Problem to solve — Exactly reproduce the lines from the top of the entries below through the line containing "self.apply_broker_overrides(&mut config, cli);", with both ends included.

(Saved entries)
^^^^^^^^
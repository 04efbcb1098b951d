//! Configuration merger for CLI arguments and config files
//!
//! This module handles merging CLI argument overrides with file-based configuration,
//! implementing the configuration precedence logic.

use super::parser::Cli;
use crate::config::error::ConfigError;
use crate::config::{ConfigLoader, settings::Settings};

/// Applies CLI flags on top of file and environment configuration
///
/// CLI arguments override every other configuration source.
pub struct ConfigurationMerger {
    base_config: Settings,
}

impl ConfigurationMerger {
    /// Create a new configuration merger with base configuration
    pub fn new(base_config: Settings) -> Self {
        Self { base_config }
    }

    /// Load the base configuration the way the CLI asks for it
    ///
    /// `--config` switches the loader to single-file mode and `--env`
    /// replaces the environment read from `NOTIFIER_APP_ENV`.
    ///
    /// # Errors
    /// Returns ConfigError if configuration loading or validation fails
    pub fn from_cli(cli: &Cli) -> Result<Self, ConfigError> {
        let mut loader = ConfigLoader::new()?;

        if let Some(path) = &cli.config {
            loader = loader.with_config_file(path);
        }

        if let Some(env) = cli.env {
            loader = loader.with_environment(env.into());
        }

        Ok(Self::new(loader.load()?))
    }

    /// Merge CLI arguments with the base configuration
    ///
    /// # Returns
    /// A new Settings instance with CLI overrides applied and validated
    pub fn merge_cli_args(&self, cli: &Cli) -> Result<Settings, ConfigError> {
        let mut config = self.base_config.clone();

        self.apply_broker_overrides(&mut config, cli);
        self.apply_logging_overrides(&mut config, cli);

        config.validate()?;

        Ok(config)
    }

    fn apply_broker_overrides(&self, config: &mut Settings, cli: &Cli) {
        let broker = &mut config.broker;

        if let Some(kind) = cli.broker {
            broker.kind = kind.into();
        }

        if let Some(brokers) = &cli.kafka_brokers {
            broker.kafka.brokers = brokers.clone();
        }

        if let Some(topic) = &cli.kafka_topic {
            broker.kafka.topic = topic.clone();
        }

        if let Some(region) = &cli.aws_region {
            broker.kinesis.region = region.clone();
        }

        if let Some(stream) = &cli.kinesis_stream {
            broker.kinesis.stream = stream.clone();
        }
    }

    fn apply_logging_overrides(&self, config: &mut Settings, cli: &Cli) {
        if cli.verbose {
            config.logger.level = "debug".to_string();
        } else if cli.quiet {
            config.logger.level = "error".to_string();
        }
    }

    /// Get the current configuration (useful for inspection)
    pub fn config(&self) -> &Settings {
        &self.base_config
    }
}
^^^^^^^^
Answer —
repository 04efbcb1098b951d
//! Configuration merger for CLI arguments and config files
//!
//! This module handles merging CLI argument overrides with file-based configuration,
//! implementing the configuration precedence logic.

use super::parser::Cli;
use crate::config::error::ConfigError;
use crate::config::{ConfigLoader, settings::Settings};

/// Applies CLI flags on top of file and environment configuration
///
/// CLI arguments override every other configuration source.
pub struct ConfigurationMerger {
    base_config: Settings,
}

impl ConfigurationMerger {
    /// Create a new configuration merger with base configuration
    pub fn new(base_config: Settings) -> Self {
        Self { base_config }
    }

    /// Load the base configuration the way the CLI asks for it
    ///
    /// `--config` switches the loader to single-file mode and `--env`
    /// replaces the environment read from `NOTIFIER_APP_ENV`.
    ///
    /// # Errors
    /// Returns ConfigError if configuration loading or validation fails
    pub fn from_cli(cli: &Cli) -> Result<Self, ConfigError> {
        let mut loader = ConfigLoader::new()?;

        if let Some(path) = &cli.config {
            loader = loader.with_config_file(path);
        }

        if let Some(env) = cli.env {
            loader = loader.with_environment(env.into());
        }

        Ok(Self::new(loader.load()?))
    }

    /// Merge CLI arguments with the base configuration
    ///
    /// # Returns
    /// A new Settings instance with CLI overrides applied and validated
    pub fn merge_cli_args(&self, cli: &Cli) -> Result<Settings, ConfigError> {
        let mut config = self.base_config.clone();

        self.apply_broker_overrides(&mut config, cli);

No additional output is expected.